Blank’s interviews with Herzog, bring context and backstory to his personalized style of “ethnographic filmmaking,” which values Peru’s native, Campa, Machiguenga, and Aguaruna people and their Old World culture as much as it does Herzog’s perilous enterprise.
Blank’s appreciation for the jungle comes through in his uninflected photography of insects, birds, and even the feet and faces of his Peruvian subjects - as frequently set against the classical music that Herzog used in Fitzcarraldo.

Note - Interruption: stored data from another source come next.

//! Sets of code points accepted by the decoder's `accept*` operations.

/// A set of code points.
///
/// Implemented for string slices (every `char` of the string is a member),
/// single chars, and char slices and arrays.
///
/// ```
/// use protomap_lexer::CharSet;
///
/// assert!(" \t\n".contains_char('\t'));
/// assert!(['"', '\''].contains_char('\''));
/// assert!(!'/'.contains_char('*'));
/// ```
pub trait CharSet {
    /// Returns `true` if `c` is a member of the set.
    fn contains_char(&self, c: char) -> bool;

    /// The set as one to three ASCII bytes, if it can be written that way.
    ///
    /// Lets [`StreamDecoder::accept_run_until`](crate::StreamDecoder::accept_run_until)
    /// search buffered bytes with `memchr` instead of decoding one code
    /// point at a time. `None` always falls back to decoding.
    fn ascii_needles(&self) -> Option<&[u8]> {
        None
    }
}

impl CharSet for str {
    #[inline]
    fn contains_char(&self, c: char) -> bool {
        self.contains(c)
    }

    fn ascii_needles(&self) -> Option<&[u8]> {
        (!self.is_empty() && self.len() <= 3 && self.is_ascii()).then_some(self.as_bytes())
    }
}

impl CharSet for char {
    #[inline]
    fn contains_char(&self, c: char) -> bool {
        *self == c
    }
}

impl CharSet for [char] {
    #[inline]
    fn contains_char(&self, c: char) -> bool {
        self.contains(&c)
    }
}

impl<const N: usize> CharSet for [char; N] {
    #[inline]
    fn contains_char(&self, c: char) -> bool {
        self.contains(&c)
    }
}
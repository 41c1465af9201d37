//! Service layer for the reports client.
//!
//! This module contains the business logic for:
//! - API access (`ApiClient`) shared by every endpoint client
//! - Student selection (`SelectionTracker`)
//! - Report option collection (`ReportRequestBuilder`)
//! - Report generation and delivery (`ReportClient`)
//! - Preview paging (`PdfViewer`)
//! - Directory listing (`StudentDirectory`) and achievements (`AchievementsClient`)

mod achievements;
mod api;
mod builder;
mod directory;
mod reports;
mod selection;
mod viewer;

pub use achievements::AchievementsClient;
pub use api::ApiClient;
pub use builder::ReportRequestBuilder;
pub use directory::StudentDirectory;
pub use reports::{GENERIC_FAILURE, ReportClient};
pub use selection::SelectionTracker;
pub use viewer::{PdfViewer, ViewerState};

Herzog was energized by the story of Carlos Fermin Fitzcarrald, an aspiring Peruvian rubber baron who forced hundreds of Amazonian natives to disassemble a steamboat and portage its pieces over an isthmus in the Madre de Dios Mountains. Once on the other side, the boat was reassembled so that Fitzcarraldo could transport the rubber down the Ucayali River to be sold. For his self-penned narrative, Herzog made his leading character an Irishman in love with opera — specifically with the Italian tenor Enrico Caruso, for whom Fitzcarraldo aspires to build an opera house in the Iquitos jungle, where he plans for Caruso to perform someday. During the filming, Herzog’s leading actor Jason Robards came down with amoebic dysentery and was forced to abandon the film. Robards’s co-star Mick Jagger followed suit due to scheduling constraints. Herzog called in his reliably tempestuous muse Klaus Kinski to fill the role of Fitzcarraldo and scrapped Jagger’s sidekick character. Although Blank only visited Herzog’s remote shoot twice — for several weeks at a time — he and his editor/sound technician Maureen Gosling capture the full range of Herzog’s tribulations. Violent conflicts between hostile natives and the jungle’s chaos present Herzog and his multicultural skeleton crew with exotic challenges. For all of the attacks that Herzog endured from tribal factions, critics, and Mother Nature herself, the imperturbable director proves himself as much a man of the people as an uncompromising filmmaker.